## Work item
Return the listing that follows, word for word.
^^^^^^^^^^^^^^^^
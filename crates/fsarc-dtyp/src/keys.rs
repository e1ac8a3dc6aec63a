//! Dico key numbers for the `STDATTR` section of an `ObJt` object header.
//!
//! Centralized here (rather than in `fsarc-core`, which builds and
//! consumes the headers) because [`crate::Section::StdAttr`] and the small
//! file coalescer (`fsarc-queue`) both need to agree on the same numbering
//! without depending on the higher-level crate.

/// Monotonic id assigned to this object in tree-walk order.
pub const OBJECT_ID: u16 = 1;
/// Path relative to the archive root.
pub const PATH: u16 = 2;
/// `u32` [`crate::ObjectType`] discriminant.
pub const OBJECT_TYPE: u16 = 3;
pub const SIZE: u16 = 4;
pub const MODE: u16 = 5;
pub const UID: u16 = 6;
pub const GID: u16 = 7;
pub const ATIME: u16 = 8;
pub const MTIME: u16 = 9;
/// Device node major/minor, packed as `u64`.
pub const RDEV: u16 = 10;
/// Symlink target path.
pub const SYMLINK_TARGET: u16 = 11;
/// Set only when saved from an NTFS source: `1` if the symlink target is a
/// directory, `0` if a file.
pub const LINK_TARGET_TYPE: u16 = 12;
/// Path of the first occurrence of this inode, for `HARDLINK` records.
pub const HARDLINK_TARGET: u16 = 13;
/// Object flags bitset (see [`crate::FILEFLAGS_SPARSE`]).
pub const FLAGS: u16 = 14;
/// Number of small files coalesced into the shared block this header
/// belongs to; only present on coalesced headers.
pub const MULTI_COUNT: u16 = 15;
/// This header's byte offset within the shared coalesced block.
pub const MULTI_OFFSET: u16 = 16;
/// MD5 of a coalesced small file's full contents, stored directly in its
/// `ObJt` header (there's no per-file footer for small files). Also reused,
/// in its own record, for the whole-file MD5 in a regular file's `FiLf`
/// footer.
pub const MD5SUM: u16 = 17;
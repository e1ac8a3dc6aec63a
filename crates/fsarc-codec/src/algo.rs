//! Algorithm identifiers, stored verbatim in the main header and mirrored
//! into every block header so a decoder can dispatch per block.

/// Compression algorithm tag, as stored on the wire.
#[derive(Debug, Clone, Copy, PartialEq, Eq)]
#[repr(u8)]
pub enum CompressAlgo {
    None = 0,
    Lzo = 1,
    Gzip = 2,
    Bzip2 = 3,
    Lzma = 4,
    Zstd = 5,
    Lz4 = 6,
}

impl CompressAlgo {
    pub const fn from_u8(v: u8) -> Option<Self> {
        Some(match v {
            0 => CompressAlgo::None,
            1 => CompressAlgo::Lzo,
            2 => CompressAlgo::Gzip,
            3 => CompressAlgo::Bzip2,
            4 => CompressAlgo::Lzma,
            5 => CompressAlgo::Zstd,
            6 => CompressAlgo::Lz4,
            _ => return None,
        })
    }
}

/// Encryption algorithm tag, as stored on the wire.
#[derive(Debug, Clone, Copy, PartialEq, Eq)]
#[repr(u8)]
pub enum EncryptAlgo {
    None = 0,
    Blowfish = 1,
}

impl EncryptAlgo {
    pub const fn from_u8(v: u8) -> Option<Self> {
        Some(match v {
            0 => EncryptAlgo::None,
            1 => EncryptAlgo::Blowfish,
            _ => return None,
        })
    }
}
^^^^^^^^^^^^^^^^
## Task response
filename crates/fsarc-dtyp/src/keys.rs
repository e1ac8a3dc6aec63a
//! Dico key numbers for the `STDATTR` section of an `ObJt` object header.
//!
//! Centralized here (rather than in `fsarc-core`, which builds and
//! consumes the headers) because [`crate::Section::StdAttr`] and the small
//! file coalescer (`fsarc-queue`) both need to agree on the same numbering
//! without depending on the higher-level crate.

/// Monotonic id assigned to this object in tree-walk order.
pub const OBJECT_ID: u16 = 1;
/// Path relative to the archive root.
pub const PATH: u16 = 2;
/// `u32` [`crate::ObjectType`] discriminant.
pub const OBJECT_TYPE: u16 = 3;
pub const SIZE: u16 = 4;
pub const MODE: u16 = 5;
pub const UID: u16 = 6;
pub const GID: u16 = 7;
pub const ATIME: u16 = 8;
pub const MTIME: u16 = 9;
/// Device node major/minor, packed as `u64`.
pub const RDEV: u16 = 10;
/// Symlink target path.
pub const SYMLINK_TARGET: u16 = 11;
/// Set only when saved from an NTFS source: `1` if the symlink target is a
/// directory, `0` if a file.
pub const LINK_TARGET_TYPE: u16 = 12;
/// Path of the first occurrence of this inode, for `HARDLINK` records.
pub const HARDLINK_TARGET: u16 = 13;
/// Object flags bitset (see [`crate::FILEFLAGS_SPARSE`]).
pub const FLAGS: u16 = 14;
/// Number of small files coalesced into the shared block this header
/// belongs to; only present on coalesced headers.
pub const MULTI_COUNT: u16 = 15;
/// This header's byte offset within the shared coalesced block.
pub const MULTI_OFFSET: u16 = 16;
/// MD5 of a coalesced small file's full contents, stored directly in its
/// `ObJt` header (there's no per-file footer for small files). Also reused,
/// in its own record, for the whole-file MD5 in a regular file's `FiLf`
/// footer.
pub const MD5SUM: u16 = 17;
repository e1ac8a3dc6aec63a
filename crates/fsarc-codec/src/algo.rs
//! Algorithm identifiers, stored verbatim in the main header and mirrored
//! into every block header so a decoder can dispatch per block.

/// Compression algorithm tag, as stored on the wire.
#[derive(Debug, Clone, Copy, PartialEq, Eq)]
#[repr(u8)]
pub enum CompressAlgo {
    None = 0,
    Lzo = 1,
    Gzip = 2,
    Bzip2 = 3,
    Lzma = 4,
    Zstd = 5,
    Lz4 = 6,
}

impl CompressAlgo {
    pub const fn from_u8(v: u8) -> Option<Self> {
        Some(match v {
            0 => CompressAlgo::None,
            1 => CompressAlgo::Lzo,
            2 => CompressAlgo::Gzip,
            3 => CompressAlgo::Bzip2,
            4 => CompressAlgo::Lzma,
            5 => CompressAlgo::Zstd,
            6 => CompressAlgo::Lz4,
            _ => return None,
        })
    }
}

/// Encryption algorithm tag, as stored on the wire.
#[derive(Debug, Clone, Copy, PartialEq, Eq)]
#[repr(u8)]
pub enum EncryptAlgo {
    None = 0,
    Blowfish = 1,
}

impl EncryptAlgo {
    pub const fn from_u8(v: u8) -> Option<Self> {
        Some(match v {
            0 => EncryptAlgo::None,
            1 => EncryptAlgo::Blowfish,
            _ => return None,
        })
    }
}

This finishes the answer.